Describes the various database management functions available to maintain an efficient sync gateway database
Revisions are at the heart of Couchbase Mobile’s ability to respond flexibly and securely to changing data from server to edge.
Revision Pruning
- In the section
Pruning is the process of removing obsolete revisions. It automatically runs whenever a new revision is generated.
| Use the Admin Rest API endpoint for Database Configuration or Database Configuration to provision any configuration changes to properties described in this content. |
Algorithm
Although fundamentally the same, the pruning algorithm works slightly differently between Sync Gateway and Couchbase Lite.
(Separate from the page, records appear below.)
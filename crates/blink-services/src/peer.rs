//! Peer registry — who is nearby, as last heard from their presence
//! advertisements.

use std::sync::Arc;
use std::time::Duration;

use dashmap::DashMap;
use serde::Serialize;
use tokio::time::Instant;

use blink_core::{Gender, PeerHash};

/// Tracked state for a discovered peer.
#[derive(Debug, Clone, Serialize)]
pub struct PeerRecord {
    pub hash: PeerHash,
    pub display_name: String,
    pub gender: Gender,

    /// RSSI of the most recent presence frame, if the radio reports one.
    pub signal_strength: Option<i16>,

    /// Last time a presence frame from this peer was seen.
    #[serde(skip)]
    pub last_seen_at: Instant,
}

/// Shared between the engine (sole writer) and any number of readers.
/// Keyed on peer hash; last write wins.
#[derive(Clone, Default)]
pub struct PeerRegistry {
    peers: Arc<DashMap<PeerHash, PeerRecord>>,
}

impl PeerRegistry {
    pub fn new() -> Self {
        Self::default()
    }

    /// Insert or replace the record for `record.hash`.
    pub fn upsert(&self, record: PeerRecord) {
        self.peers.insert(record.hash, record);
    }

    /// Refresh liveness without touching the advertised fields.
    /// Returns false if the peer is unknown.
    pub fn touch(&self, hash: &PeerHash, signal_strength: Option<i16>, now: Instant) -> bool {
        match self.peers.get_mut(hash) {
            Some(mut entry) => {
                entry.last_seen_at = now;
                if signal_strength.is_some() {
                    entry.signal_strength = signal_strength;
                }
                true
            }
            None => false,
        }
    }

    pub fn get(&self, hash: &PeerHash) -> Option<PeerRecord> {
        self.peers.get(hash).map(|entry| entry.clone())
    }

    /// Copy of every record. Order is unspecified.
    pub fn snapshot(&self) -> Vec<PeerRecord> {
        self.peers.iter().map(|entry| entry.value().clone()).collect()
    }

    /// Drop peers not seen for `max_age`. Returns how many were removed.
    pub fn prune_older_than(&self, max_age: Duration, now: Instant) -> usize {
        let before = self.peers.len();
        self.peers
            .retain(|_, record| now.saturating_duration_since(record.last_seen_at) < max_age);
        before - self.peers.len()
    }

    pub fn len(&self) -> usize {
        self.peers.len()
    }

    pub fn is_empty(&self) -> bool {
        self.peers.is_empty()
    }
}
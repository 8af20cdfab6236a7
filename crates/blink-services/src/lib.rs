//! blink-services — the stateful pieces between the codec and the engine:
//! reassembly, duplicate/cooldown guard, peer registry, collaborator stores
//! and the event subscription.

pub mod event;
pub mod guard;
pub mod peer;
pub mod reassembly;
pub mod store;

pub use event::{Event, Subscription};
pub use guard::{DedupKey, Guard, Verdict};
pub use peer::{PeerRecord, PeerRegistry};
pub use reassembly::{LogicalMessage, Reassembler};
pub use store::{ChatStore, Direction, MatchStore, MemoryChatStore, MemoryMatchStore};
//! Single-shot HTTP listener for the OAuth redirect callback

use std::net::SocketAddr;
use std::time::Duration;
use tokio::io::{AsyncReadExt, AsyncWriteExt};
use tokio::net::{TcpListener, TcpStream};

use super::oauth::{AuthError, AuthResult};

const SUCCESS_PAGE: &str = "<html><body><h1>Authentication successful!</h1>\
<p>You can close this window now.</p></body></html>";
const FAILURE_PAGE: &str = "<html><body><h1>Authentication failed!</h1>\
<p>You can close this window and retry from the terminal.</p></body></html>";

/// Outcome of one redirect delivery.
///
/// Both fields absent means the wait timed out before any request arrived.
/// Lives only for the duration of one interactive authentication attempt.
#[derive(Debug, Default, Clone)]
pub struct CallbackResult {
    /// The `code` query parameter, when the provider delivered one
    pub code: Option<String>,
    /// The `error` query parameter, or a description of a malformed delivery
    pub error: Option<String>,
}

/// Listener bound to the redirect URI's host and port, waiting for the
/// browser to deliver the authorization code.
///
/// This is deliberately not a web server: it accepts exactly one request,
/// answers it with a minimal HTML page, and is consumed. Duplicate redirect
/// deliveries after the first are never observed.
#[derive(Debug)]
pub struct CallbackListener {
    listener: TcpListener,
}

impl CallbackListener {
    /// Bind the listener.
    ///
    /// # Errors
    ///
    /// Returns [`AuthError::ListenerBind`] when the port is unavailable. That
    /// is fatal for the current authentication attempt; callers do not retry.
    pub async fn bind(host: &str, port: u16) -> AuthResult<Self> {
        let addr = format!("{host}:{port}");
        let listener = TcpListener::bind(&addr)
            .await
            .map_err(|source| AuthError::ListenerBind { addr, source })?;
        Ok(Self { listener })
    }

    /// The address the listener actually bound (useful with port 0)
    ///
    /// # Errors
    ///
    /// Returns an error if the underlying socket address cannot be read.
    pub fn local_addr(&self) -> std::io::Result<SocketAddr> {
        self.listener.local_addr()
    }

    /// Wait for the browser redirect, serving exactly one request.
    ///
    /// Consumes the listener. A timeout (including `Duration::ZERO`) yields an
    /// empty result rather than an error; the orchestrator maps that to its
    /// own timeout failure.
    pub async fn recv(self, timeout: Duration) -> CallbackResult {
        match tokio::time::timeout(timeout, serve_one(self.listener)).await {
            Ok(result) => result,
            Err(_) => {
                tracing::debug!("no callback within {}s, giving up", timeout.as_secs());
                CallbackResult::default()
            }
        }
    }
}

async fn serve_one(listener: TcpListener) -> CallbackResult {
    let (stream, _) = match listener.accept().await {
        Ok(conn) => conn,
        Err(e) => {
            tracing::debug!("callback accept failed: {e}");
            return CallbackResult {
                code: None,
                error: Some(format!("could not accept callback connection: {e}")),
            };
        }
    };
    handle_request(stream).await
}

async fn handle_request(mut stream: TcpStream) -> CallbackResult {
    let mut buf = vec![0u8; 8192];
    let mut read = 0usize;

    loop {
        match stream.read(&mut buf[read..]).await {
            Ok(0) => break,
            Ok(n) => {
                read += n;
                if buf[..read].windows(4).any(|w| w == b"\r\n\r\n") || read == buf.len() {
                    break;
                }
            }
            Err(e) => {
                tracing::debug!("callback read failed: {e}");
                return CallbackResult {
                    code: None,
                    error: Some("could not read callback request".to_string()),
                };
            }
        }
    }

    let head = String::from_utf8_lossy(&buf[..read]);
    let result = parse_request_line(head.lines().next().unwrap_or(""));

    let (status, page) = if result.code.is_some() {
        ("200 OK", SUCCESS_PAGE)
    } else {
        ("400 Bad Request", FAILURE_PAGE)
    };
    let response = format!(
        "HTTP/1.1 {status}\r\nContent-Type: text/html\r\nContent-Length: {}\r\nConnection: close\r\n\r\n{page}",
        page.len()
    );
    if let Err(e) = stream.write_all(response.as_bytes()).await {
        tracing::debug!("callback response write failed: {e}");
    }
    let _ = stream.shutdown().await;

    result
}

/// Parse `GET /callback?code=... HTTP/1.1` into a callback outcome.
///
/// The authorization code is a single-use secret, so neither the request
/// target nor the query contents ever reach the logs.
fn parse_request_line(line: &str) -> CallbackResult {
    let target = line.split_whitespace().nth(1).unwrap_or("/");
    let url = match reqwest::Url::parse(&format!("http://localhost{target}")) {
        Ok(url) => url,
        Err(_) => {
            return CallbackResult {
                code: None,
                error: Some("malformed callback request".to_string()),
            };
        }
    };

    let mut code = None;
    let mut error = None;
    for (key, value) in url.query_pairs() {
        match key.as_ref() {
            "code" => code = Some(value.into_owned()),
            "error" => error = Some(value.into_owned()),
            _ => {}
        }
    }

    if code.is_some() {
        CallbackResult { code, error: None }
    } else {
        CallbackResult {
            code: None,
            error: error.or_else(|| Some("callback carried no authorization code".to_string())),
        }
    }
}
On Sync Gateway, the pruning algorithm retains a configurable number of revisions (revs_limit) and removes all older revisions.
Controls
You can vary the number of retained revisions using the Configuration File’s revs_limit setting.
So, for example, with a revs_limit of 1,000 the algorithm keeps the last 1,000 revisions in the shortest non-tombstoned branch and remove any others from that branch.
Sync Gateway 4.x uses automatic conflict resolution with Last Write Wins strategy, allowing revs_limit values as low as 1.
In earlier versions, setting revs_limit below 100 when allow_conflicts = true can lead to data loss during conflict resolution due to insufficient revision history.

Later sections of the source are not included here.